Kiyoshi Tamura v Mikhail Ilioukhine (RINGS, 10/25/96)

This is the first time I've seen Ilioukhine; he looks sort of like Vladamir Kozlov if he ate the Dynamite Kid. Other than Han, though, he's the best of Tamura's European opponents to show up in RINGS so far (well, the best to show up on the Tamura set). This goes about 5 minutes longer than the Han match and isn't nearly as explosive, instead they work it more like the proverbial chess match. Where the Han match had numerous instances of them really bursting into grappling exchanges with super quick counters and escapes, this was slowed down and felt like two guys patiently looking for openings and trying to establish ground control. This isn't as boss as the Han match, but don't get it twisted -- this was the good shit, too.


Kiyoshi Tamura v Yoshihisa Yamamoto (RINGS, 12/21/96)

These guys have a match a couple years later that might be my favourite shoot style match of all time. This doesn't reach the same lofty level of greatness, but it does have Yamamoto trying to slap Tamura's face six ways from Sunday, which seems to be a staple in a lot of his matches. He doesn't give a shit who Tamura is; he's in his way and he can go fuck himself if he thinks name value will make a difference. Tamura is of course Tamura and rifles them right back. Tamura's a guy that isn't always great at conveying a sense of being in real danger, but once he gets cut open you really get the sense he wants to end it quickly before taking any more damage. As soon as I saw the look on his face after the blood stoppage I knew he was wrapping things up sharpish.


Tsuyoshi Kohsaka v Yoshihisa Yamamoto (RINGS, 4/4/97)

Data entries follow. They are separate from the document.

//! weatherfit CLI - fit and evaluate a temperature model from a weather export.

mod cli;
mod commands;

use clap::Parser;
use cli::{Cli, Commands};
use tracing_subscriber::EnvFilter;

fn main() {
    let cli = Cli::parse();
    init_logging(cli.verbose);

    let result = match cli.command {
        Commands::Run {
            file,
            config,
            ratio,
            seed,
            json,
            output,
        } => commands::run::run(file, config, ratio, seed, json, output, cli.verbose),

        Commands::Clean { file, config } => commands::clean::run(file, config, cli.verbose),
    };

    if let Err(e) = result {
        eprintln!("Error: {}", e);
        std::process::exit(1);
    }
}

/// Log to stderr; `RUST_LOG` wins over the verbosity flag.
fn init_logging(verbose: bool) {
    let default = if verbose { "debug" } else { "warn" };
    let _ = tracing_subscriber::fmt()
        .with_env_filter(
            EnvFilter::try_from_default_env().unwrap_or_else(|_| EnvFilter::new(default)),
        )
        .with_writer(std::io::stderr)
        .try_init();
}
//! Column declarations.

use serde::{Deserialize, Serialize};

use super::types::ColumnType;

fn default_required() -> bool {
    true
}

/// Declaration of a single expected column.
#[derive(Debug, Clone, PartialEq, Eq, Serialize, Deserialize)]
pub struct ColumnSpec {
    /// Exact column name in the source.
    pub name: String,
    /// Declared data type.
    #[serde(rename = "type")]
    pub column_type: ColumnType,
    /// Whether the column must be present in the input.
    #[serde(default = "default_required")]
    pub required: bool,
}

impl ColumnSpec {
    /// Declare a required column of the given type.
    pub fn new(name: impl Into<String>, column_type: ColumnType) -> Self {
        Self {
            name: name.into(),
            column_type,
            required: true,
        }
    }

    pub fn numeric(name: impl Into<String>) -> Self {
        Self::new(name, ColumnType::Numeric)
    }

    pub fn categorical(name: impl Into<String>) -> Self {
        Self::new(name, ColumnType::Categorical)
    }

    pub fn timestamp(name: impl Into<String>) -> Self {
        Self::new(name, ColumnType::Timestamp)
    }

    pub fn text(name: impl Into<String>) -> Self {
        Self::new(name, ColumnType::Text)
    }

    /// Mark the column as optional: absent input is not an error.
    pub fn optional(mut self) -> Self {
        self.required = false;
        self
    }
}
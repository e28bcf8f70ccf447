//! CLI argument definitions using clap.

use clap::{Parser, Subcommand};
use std::path::PathBuf;

/// weatherfit: temperature regression over historical weather observations
#[derive(Parser)]
#[command(name = "weatherfit")]
#[command(version, about, long_about = None)]
#[command(propagate_version = true)]
pub struct Cli {
    #[command(subcommand)]
    pub command: Commands,

    /// Enable verbose output
    #[arg(short, long, global = true)]
    pub verbose: bool,
}

#[derive(Subcommand)]
pub enum Commands {
    /// Clean, split, fit and evaluate a weather history file
    Run {
        /// Path to the data file (CSV/TSV)
        #[arg(value_name = "FILE")]
        file: PathBuf,

        /// Pipeline configuration (JSON)
        #[arg(short, long)]
        config: Option<PathBuf>,

        /// Fraction of rows used for training, in (0, 1)
        #[arg(long)]
        ratio: Option<f64>,

        /// Seed for the train/test split
        #[arg(long)]
        seed: Option<u64>,

        /// Print the report as JSON
        #[arg(long)]
        json: bool,

        /// Write the JSON report to a file
        #[arg(short, long)]
        output: Option<PathBuf>,
    },

    /// Clean a weather history file and report what was dropped
    Clean {
        /// Path to the data file (CSV/TSV)
        #[arg(value_name = "FILE")]
        file: PathBuf,

        /// Pipeline configuration (JSON); only the schema is used
        #[arg(short, long)]
        config: Option<PathBuf>,
    },
}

Really fantastic 30 minute fight. I need to watch the Tamura draw from '98 again, and probably a couple of the Han matches as well, but right now this feels like a good shout for the best Kohsaka in RINGS match. I guess you could call this a slow burner, but the stuff they're doing on the mat doesn't look like the kind of stuff that I'd watch not already knowing the outcome and think they were killing time to go 30. Thought it was paced somewhere between Tamura/Han and Tamura/Ilioukhine in that they have lots of little bursts on the mat in between longer stretches where they push and prod for advantages, and to break it up they have spells where they just start chucking palm strikes and knees at each other's face and solar plexus. By the time they hit the 25 minute mark both guys are spent, especially Kohsaka who looks absolutely shattered, and the final 5 minutes are fucking tremendous, both pretty much throwing caution to the wind and trying to score the KO -- it's your Pacquiao v Marquez in the 12th round. There's one knockdown on Kohsaka that looked particularly tremendous and Kohsaka's lying face down on the mat like a drooling car wreck victim while Yamamoto's milking the count like he's motherfucking Hogan in MSG. The last ditch attempts at grabbing hold of SOMETHING just to force a submission is the kind of desperate matwork you want to see in this style. Just an awesome, epic match.